L’INDAGINE della Dda potrebbe ovviare al dilemma: la corte potrebbe aggirare l’istanza di scarcerazione presentata dai legali di Yaeesh. La richiesta di estrazione, infatti, decade non solo sulla base dell’articolo 8 della Convenzione europea sull’estradizione, ma anche sulla base dell’articolo 705 del codice di procedura penale italiano che permette ai giudici di negare la consegna a uno stato straniero se le autorità italiane hanno avviato un procedimento sugli stessi fatti.

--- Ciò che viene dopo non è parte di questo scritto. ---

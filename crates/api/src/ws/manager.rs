use std::collections::HashMap;

use axum::body::Bytes;
use axum::extract::ws::Message;
use tokio::sync::{mpsc, RwLock};

/// Channel sender half for pushing messages to a WebSocket connection.
pub type WsSender = mpsc::UnboundedSender<Message>;

/// Manages all active WebSocket connections.
///
/// Holds only the outbound sender per connection; per-feed concerns such as
/// the lab filter live with the handler tasks. Thread-safe via interior
/// `RwLock`; designed to be wrapped in `Arc` and shared across the
/// application.
pub struct WsManager {
    connections: RwLock<HashMap<String, WsSender>>,
}

impl WsManager {
    /// Create a new, empty connection manager.
    pub fn new() -> Self {
        Self {
            connections: RwLock::new(HashMap::new()),
        }
    }

    /// Register a new connection.
    ///
    /// Returns the sender half (for the event forwarder) and the receiver
    /// half (for the task draining into the WebSocket sink).
    pub async fn add(&self, conn_id: String) -> (WsSender, mpsc::UnboundedReceiver<Message>) {
        let (tx, rx) = mpsc::unbounded_channel();
        self.connections.write().await.insert(conn_id, tx.clone());
        (tx, rx)
    }

    /// Remove a connection by its ID.
    pub async fn remove(&self, conn_id: &str) {
        self.connections.write().await.remove(conn_id);
    }

    /// Return the current number of active connections.
    pub async fn connection_count(&self) -> usize {
        self.connections.read().await.len()
    }

    /// Send a Close frame to every connection, then clear the map.
    ///
    /// Used during graceful shutdown to notify all clients before the
    /// server stops accepting new connections.
    pub async fn shutdown_all(&self) {
        let mut conns = self.connections.write().await;
        let count = conns.len();
        for sender in conns.values() {
            let _ = sender.send(Message::Close(None));
        }
        conns.clear();
        tracing::info!(count, "Closed all WebSocket connections");
    }

    /// Send a Ping frame to every connected client.
    ///
    /// Used by the heartbeat task to keep connections alive and detect
    /// stale ones.
    pub async fn ping_all(&self) {
        let conns = self.connections.read().await;
        for sender in conns.values() {
            let _ = sender.send(Message::Ping(Bytes::new()));
        }
    }
}

impl Default for WsManager {
    fn default() -> Self {
        Self::new()
    }
}
//! Mutex-guarded in-memory [`MatchStore`].
//!
//! Backs the protocol tests (where it exercises the default, non-atomic
//! [`MatchStore::pair`] sequence including its rollback path) and is handy
//! for running the stack without a database. Each primitive takes the lock
//! once, mirroring the single-row granularity of the real store: the
//! interleavings between primitives are exactly the race windows the
//! protocol must survive.

use std::collections::HashMap;
use std::sync::atomic::{AtomicUsize, Ordering};

use async_trait::async_trait;
use chrono::Utc;
use rvb_core::team::Team;
use rvb_core::types::DbId;
use rvb_db::models::lab_session::LabSession;
use rvb_db::models::match_request::{CreateMatchRequest, MatchRequest};
use rvb_db::models::status::{RequestStatus, SessionStatus};
use tokio::sync::Mutex;

use crate::store::{MatchStore, StoreError};

#[derive(Default)]
struct Inner {
    requests: HashMap<DbId, MatchRequest>,
    sessions: HashMap<DbId, LabSession>,
    next_id: DbId,
}

impl Inner {
    fn next_id(&mut self) -> DbId {
        self.next_id += 1;
        self.next_id
    }
}

#[derive(Default)]
pub struct MemoryStore {
    inner: Mutex<Inner>,
    /// Number of upcoming operations that should fail as unavailable.
    fail_ops: AtomicUsize,
}

impl MemoryStore {
    pub fn new() -> Self {
        Self::default()
    }

    /// Make the next `n` store operations fail with a transient error.
    pub fn fail_next_ops(&self, n: usize) {
        self.fail_ops.store(n, Ordering::SeqCst);
    }

    fn check_failure(&self) -> Result<(), StoreError> {
        let remaining = self
            .fail_ops
            .fetch_update(Ordering::SeqCst, Ordering::SeqCst, |v| v.checked_sub(1))
            .is_ok();
        if remaining {
            Err(StoreError::Unavailable("injected failure".into()))
        } else {
            Ok(())
        }
    }

    /// Delete a request row outright, the way an administrative flush does.
    pub async fn remove_request(&self, id: DbId) -> bool {
        self.inner.lock().await.requests.remove(&id).is_some()
    }

    /// Sessions currently in `active` status (test inspection).
    pub async fn active_session_count(&self) -> usize {
        let inner = self.inner.lock().await;
        inner.sessions.values().filter(|s| s.is_active()).count()
    }

    /// Total sessions ever created (test inspection).
    pub async fn session_count(&self) -> usize {
        self.inner.lock().await.sessions.len()
    }
}

#[async_trait]
impl MatchStore for MemoryStore {
    async fn find_active_request(
        &self,
        user_id: DbId,
        lab_id: DbId,
        team: Team,
    ) -> Result<Option<MatchRequest>, StoreError> {
        self.check_failure()?;
        let inner = self.inner.lock().await;
        Ok(inner
            .requests
            .values()
            .filter(|r| {
                r.user_id == user_id
                    && r.lab_id == lab_id
                    && r.team == team.id()
                    && (r.is_waiting() || r.is_matched())
            })
            .max_by_key(|r| (r.created_at, r.id))
            .cloned())
    }

    async fn create_request(
        &self,
        input: &CreateMatchRequest,
    ) -> Result<MatchRequest, StoreError> {
        self.check_failure()?;
        let mut inner = self.inner.lock().await;

        // Mirror of the store-level partial unique index.
        let duplicate = inner.requests.values().any(|r| {
            r.user_id == input.user_id
                && r.lab_id == input.lab_id
                && r.team == input.team.id()
                && r.is_waiting()
        });
        if duplicate {
            return Err(StoreError::Conflict(format!(
                "waiting request already exists for user {} on lab {}",
                input.user_id, input.lab_id
            )));
        }

        let now = Utc::now();
        let id = inner.next_id();
        let request = MatchRequest {
            id,
            lab_id: input.lab_id,
            team: input.team.id(),
            user_id: input.user_id,
            username: input.username.clone(),
            status_id: RequestStatus::Waiting.id(),
            partner_id: None,
            partner_username: None,
            session_id: None,
            created_at: now,
            updated_at: now,
        };
        inner.requests.insert(id, request.clone());
        Ok(request)
    }

    async fn get_request(&self, id: DbId) -> Result<Option<MatchRequest>, StoreError> {
        self.check_failure()?;
        Ok(self.inner.lock().await.requests.get(&id).cloned())
    }

    async fn find_waiting_counterpart(
        &self,
        lab_id: DbId,
        team: Team,
        exclude_user_id: DbId,
    ) -> Result<Option<MatchRequest>, StoreError> {
        self.check_failure()?;
        let inner = self.inner.lock().await;
        Ok(inner
            .requests
            .values()
            .filter(|r| {
                r.lab_id == lab_id
                    && r.team == team.opposite().id()
                    && r.is_waiting()
                    && r.user_id != exclude_user_id
            })
            .min_by_key(|r| (r.created_at, r.id))
            .cloned())
    }

    async fn mark_matched(
        &self,
        id: DbId,
        partner_id: DbId,
        partner_username: &str,
        session_id: DbId,
    ) -> Result<bool, StoreError> {
        self.check_failure()?;
        let mut inner = self.inner.lock().await;
        match inner.requests.get_mut(&id) {
            Some(request) if request.is_waiting() => {
                request.status_id = RequestStatus::Matched.id();
                request.partner_id = Some(partner_id);
                request.partner_username = Some(partner_username.to_string());
                request.session_id = Some(session_id);
                request.updated_at = Utc::now();
                Ok(true)
            }
            _ => Ok(false),
        }
    }

    async fn cancel_request(&self, id: DbId) -> Result<bool, StoreError> {
        self.check_failure()?;
        let mut inner = self.inner.lock().await;
        match inner.requests.get_mut(&id) {
            Some(request) if request.is_waiting() => {
                request.status_id = RequestStatus::Cancelled.id();
                request.updated_at = Utc::now();
                Ok(true)
            }
            _ => Ok(false),
        }
    }

    async fn create_session(
        &self,
        lab_id: DbId,
        attacker_user_id: DbId,
        defender_user_id: DbId,
    ) -> Result<LabSession, StoreError> {
        self.check_failure()?;
        if attacker_user_id == defender_user_id {
            return Err(StoreError::Conflict(
                "attacker and defender must be distinct users".into(),
            ));
        }
        let mut inner = self.inner.lock().await;
        let id = inner.next_id();
        let session = LabSession {
            id,
            lab_id,
            attacker_user_id,
            defender_user_id,
            status_id: SessionStatus::Active.id(),
            created_at: Utc::now(),
        };
        inner.sessions.insert(id, session.clone());
        Ok(session)
    }

    async fn get_session(&self, id: DbId) -> Result<Option<LabSession>, StoreError> {
        self.check_failure()?;
        Ok(self.inner.lock().await.sessions.get(&id).cloned())
    }

    async fn abandon_session(&self, id: DbId) -> Result<bool, StoreError> {
        self.check_failure()?;
        let mut inner = self.inner.lock().await;
        match inner.sessions.get_mut(&id) {
            Some(session) if session.is_active() => {
                session.status_id = SessionStatus::Abandoned.id();
                Ok(true)
            }
            _ => Ok(false),
        }
    }
}
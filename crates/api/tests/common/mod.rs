use std::sync::Arc;

use axum::body::Body;
use axum::http::{Method, Request, Response, StatusCode};
use axum::Router;
use http_body_util::BodyExt;
use rvb_api::config::ServerConfig;
use rvb_api::registry::CoordinatorRegistry;
use rvb_api::router::build_app_router;
use rvb_api::state::AppState;
use rvb_api::ws::WsManager;
use rvb_matchmaker::PgMatchStore;
use sqlx::PgPool;
use tower::ServiceExt;

/// Build a test `ServerConfig` with safe defaults and aggressive
/// matchmaking timings so pairing tests converge quickly.
pub fn test_config() -> ServerConfig {
    ServerConfig {
        host: "127.0.0.1".to_string(),
        port: 0,
        cors_origins: vec!["http://localhost:5173".to_string()],
        request_timeout_secs: 30,
        shutdown_timeout_secs: 30,
        poll_interval_ms: 50,
        redirect_delay_ms: 50,
        watchdog_interval_ms: 50,
        watchdog_grace_ms: 100,
        sweep_interval_secs: 30,
        sweep_grace_secs: 60,
    }
}

/// Build the full application router with all middleware layers, using the
/// given database pool.
///
/// Mirrors the construction in `main.rs` so integration tests exercise the
/// same middleware stack (CORS, request ID, timeout, tracing, panic
/// recovery) that production uses.
pub fn build_test_app(pool: PgPool) -> Router {
    let config = test_config();

    let state = AppState {
        pool: pool.clone(),
        config: Arc::new(config.clone()),
        store: Arc::new(PgMatchStore::new(pool)),
        registry: Arc::new(CoordinatorRegistry::new()),
        ws_manager: Arc::new(WsManager::new()),
        event_bus: Arc::new(rvb_events::EventBus::default()),
    };

    build_app_router(state, &config)
}

/// Issue a GET request against the app.
pub async fn get(app: &Router, uri: &str) -> Response<Body> {
    let request = Request::builder()
        .method(Method::GET)
        .uri(uri)
        .body(Body::empty())
        .unwrap();
    app.clone().oneshot(request).await.unwrap()
}

/// Issue a POST request with a JSON body against the app.
pub async fn post_json(app: &Router, uri: &str, body: serde_json::Value) -> Response<Body> {
    let request = Request::builder()
        .method(Method::POST)
        .uri(uri)
        .header("content-type", "application/json")
        .body(Body::from(body.to_string()))
        .unwrap();
    app.clone().oneshot(request).await.unwrap()
}

/// Issue a DELETE request against the app.
pub async fn delete(app: &Router, uri: &str) -> Response<Body> {
    let request = Request::builder()
        .method(Method::DELETE)
        .uri(uri)
        .body(Body::empty())
        .unwrap();
    app.clone().oneshot(request).await.unwrap()
}

/// Read a response body as JSON.
pub async fn body_json(response: Response<Body>) -> serde_json::Value {
    let bytes = response.into_body().collect().await.unwrap().to_bytes();
    serde_json::from_slice(&bytes).unwrap()
}

/// Issue a request and assert the expected status, returning the JSON body.
pub async fn expect_json(response: Response<Body>, status: StatusCode) -> serde_json::Value {
    assert_eq!(response.status(), status);
    body_json(response).await
}
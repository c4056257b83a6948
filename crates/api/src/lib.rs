//! Red vs Blue matchmaking API server library.
//!
//! Exposes the building blocks (config, state, error handling, routes,
//! WebSocket feed, background sweep) so integration tests and the binary
//! entrypoint can both access them.

pub mod background;
pub mod config;
pub mod error;
pub mod handlers;
pub mod registry;
pub mod response;
pub mod router;
pub mod routes;
pub mod state;
pub mod ws;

Un’indagine per terrorismo in Italia, dunque, seppur in questo caso riferita a presunti piani nella Cisgiordania occupata e seppur fondata, per lo più, su presunte prove fornite dalle autorità israeliane, è una motivazione valida per negare l’estradizione. Senza doversi esprimere su quanto portato in aula dalla difesa – le torture e i trattamenti inumani e degradanti a cui sono sottoposti i prigionieri politici palestinesi nelle celle israeliane – e senza dover riconoscere o meno l’esistenza di un regime di apartheid giuridico per i palestinesi residenti nei Territori occupati.
Si apre così un nuovo capitolo. Oggi sono programmati gli interrogatori di Irar e Doghmosh, domani quello di Yaeesh. Che resta in carcere.